The continuing legacy
The importance of the Michigan probes extends well beyond neuroscience. The effort was instrumental in supporting the growth of a new field: MEMS, or microelectromechanical systems.
“Many of the technologies, the knowledge, and ideas that we worked on in those early days found use in many, many other areas and projects that had nothing to do with implants,” said Khalil Najafi, one of Wise’s early PhD students and now chair of the electrical and computer engineering division of EECS. For his thesis, Najafi developed a probe with on-board processing and amplification electronics so that data from 10 recording sites could share a single wire.
“The Michigan probe program not only had a huge impact on the entire field of neural implants, it also had a huge impact on the entire field of MEMS, here at Michigan, and elsewhere,” Najafi added.
MEMS is typically concerned with systems, including sensors and microprocessors, that are smaller than a few millimeters across. Its applications include inkjet printers, a variety of sensors for medical devices, accelerometers and gyroscopes for vehicles and consumer electronics, microphones for mobile phones and laptops, and many other devices that turn non-electronic signals into electronic data.

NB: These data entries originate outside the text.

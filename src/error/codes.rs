//! Standardized error codes for machine-parseable output.
//!
//! Error codes follow a numeric taxonomy:
//! - 3xx: Config errors
//! - 4xx: Search errors
//! - 5xx: Network / remote errors
//! - 6xx: Storage errors
//! - 7xx: Local engine errors
//! - 9xx: Internal errors

use serde::{Deserialize, Serialize};

/// Standardized error codes for `--json` output.
///
/// Each variant maps to a numeric code (e.g., `ConfigInvalid` -> E302).
#[derive(Debug, Clone, Copy, PartialEq, Eq, Hash, Serialize, Deserialize)]
#[serde(rename_all = "SCREAMING_SNAKE_CASE")]
pub enum ErrorCode {
    // ========================================
    // Config errors (3xx)
    // ========================================
    /// E301: Config file not found
    ConfigNotFound,
    /// E302: Config file has invalid syntax or values
    ConfigInvalid,
    /// E304: Required config value is missing
    ConfigMissingRequired,

    // ========================================
    // Search errors (4xx)
    // ========================================
    /// E401: Search query is empty or otherwise unusable
    SearchQueryInvalid,
    /// E402: Search was superseded by a newer query
    SearchAborted,

    // ========================================
    // Network errors (5xx)
    // ========================================
    /// E501: Cannot reach remote server
    NetworkUnreachable,
    /// E502: Remote answered with a non-success status
    RemoteRejected,

    // ========================================
    // Storage errors (6xx)
    // ========================================
    /// E604: Database operation failed
    DatabaseError,
    /// E605: Serialization/deserialization failed
    SerializationError,

    // ========================================
    // Engine errors (7xx)
    // ========================================
    /// E701: Local engine is not engaged or not ready
    EngineUnavailable,
    /// E702: Message violated the engine protocol
    ProtocolViolation,
    /// E703: Engine channel closed underneath us
    ChannelClosed,

    // ========================================
    // Internal errors (9xx)
    // ========================================
    /// E905: Generic not found
    NotFound,
    /// E906: IO operation failed
    IoError,
}

impl ErrorCode {
    /// Get the numeric error code (e.g., `ConfigInvalid` -> 302).
    #[must_use]
    pub const fn numeric(&self) -> u16 {
        match self {
            Self::ConfigNotFound => 301,
            Self::ConfigInvalid => 302,
            Self::ConfigMissingRequired => 304,

            Self::SearchQueryInvalid => 401,
            Self::SearchAborted => 402,

            Self::NetworkUnreachable => 501,
            Self::RemoteRejected => 502,

            Self::DatabaseError => 604,
            Self::SerializationError => 605,

            Self::EngineUnavailable => 701,
            Self::ProtocolViolation => 702,
            Self::ChannelClosed => 703,

            Self::NotFound => 905,
            Self::IoError => 906,
        }
    }

    /// Get the error code as a formatted string (e.g., "E302").
    #[must_use]
    pub fn code_string(&self) -> String {
        format!("E{}", self.numeric())
    }

    /// Get the default suggestion for this error code.
    #[must_use]
    pub const fn suggestion(&self) -> &'static str {
        match self {
            Self::ConfigNotFound => "Pass --config <path> or create ~/.config/docsearch/config.toml",
            Self::ConfigInvalid => "Run `docsearch config` to see current values. Check TOML syntax in config file",
            Self::ConfigMissingRequired => "Set the missing value in config.toml or via its DOCSEARCH_* environment variable",

            Self::SearchQueryInvalid => "Provide a non-empty search query",
            Self::SearchAborted => "A newer search replaced this one; nothing to do",

            Self::NetworkUnreachable => "Check your network connection and the [remote].url setting",
            Self::RemoteRejected => "Verify [remote].anon_key and that the search endpoints are deployed",

            Self::DatabaseError => "Check [engine].database_path. Re-run `docsearch ingest` to rebuild the local index",
            Self::SerializationError => "The data format may be corrupted. Check input data for validity",

            Self::EngineUnavailable => "The local engine is disabled or still starting; the remote path will be used",
            Self::ProtocolViolation => "The engine sent an unexpected message. Please report this issue",
            Self::ChannelClosed => "The local engine stopped. Restart the application",

            Self::NotFound => "The requested resource was not found. Check the path or identifier",
            Self::IoError => "File operation failed. Check path exists and permissions are correct",
        }
    }

    /// Check if this error is potentially recoverable by the user.
    #[must_use]
    pub const fn is_recoverable(&self) -> bool {
        match self {
            Self::ConfigNotFound
            | Self::ConfigInvalid
            | Self::ConfigMissingRequired
            | Self::SearchQueryInvalid
            | Self::SearchAborted
            | Self::NetworkUnreachable
            | Self::RemoteRejected
            | Self::EngineUnavailable
            | Self::NotFound
            | Self::IoError => true,

            Self::DatabaseError
            | Self::SerializationError
            | Self::ProtocolViolation
            | Self::ChannelClosed => false,
        }
    }

    /// Get the error category name.
    #[must_use]
    pub const fn category(&self) -> &'static str {
        match self.numeric() / 100 {
            3 => "config",
            4 => "search",
            5 => "network",
            6 => "storage",
            7 => "engine",
            9 => "internal",
            _ => "unknown",
        }
    }
}

impl std::fmt::Display for ErrorCode {
    fn fmt(&self, f: &mut std::fmt::Formatter<'_>) -> std::fmt::Result {
        write!(f, "{}", self.code_string())
    }
}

The neural implant program spurred the development of the Solid-State Fabrication Facility in 1996, which became the Lurie Nanofabrication Facility in 2008, and paved the way for the Center for Wireless Integrated Microsystems (WIMS), awarded to U-M by the National Science Foundation in 2000.
And while the NIH project that produced the original “Michigan probes” wrapped up a decade ago, researchers in EECS continue to develop ever more complex neural probes built on silicon shanks. The latest iteration incorporates minuscule LEDs developed by Euisik Yoon, a professor of EECS. In genetically modified mice, it is possible to switch neurons on and off with light, revealing the roles that these neurons play in brain activity. This probe is the first that can restrict the light’s effects to just a few neurons at a time. And Buzsáki ran the first tests.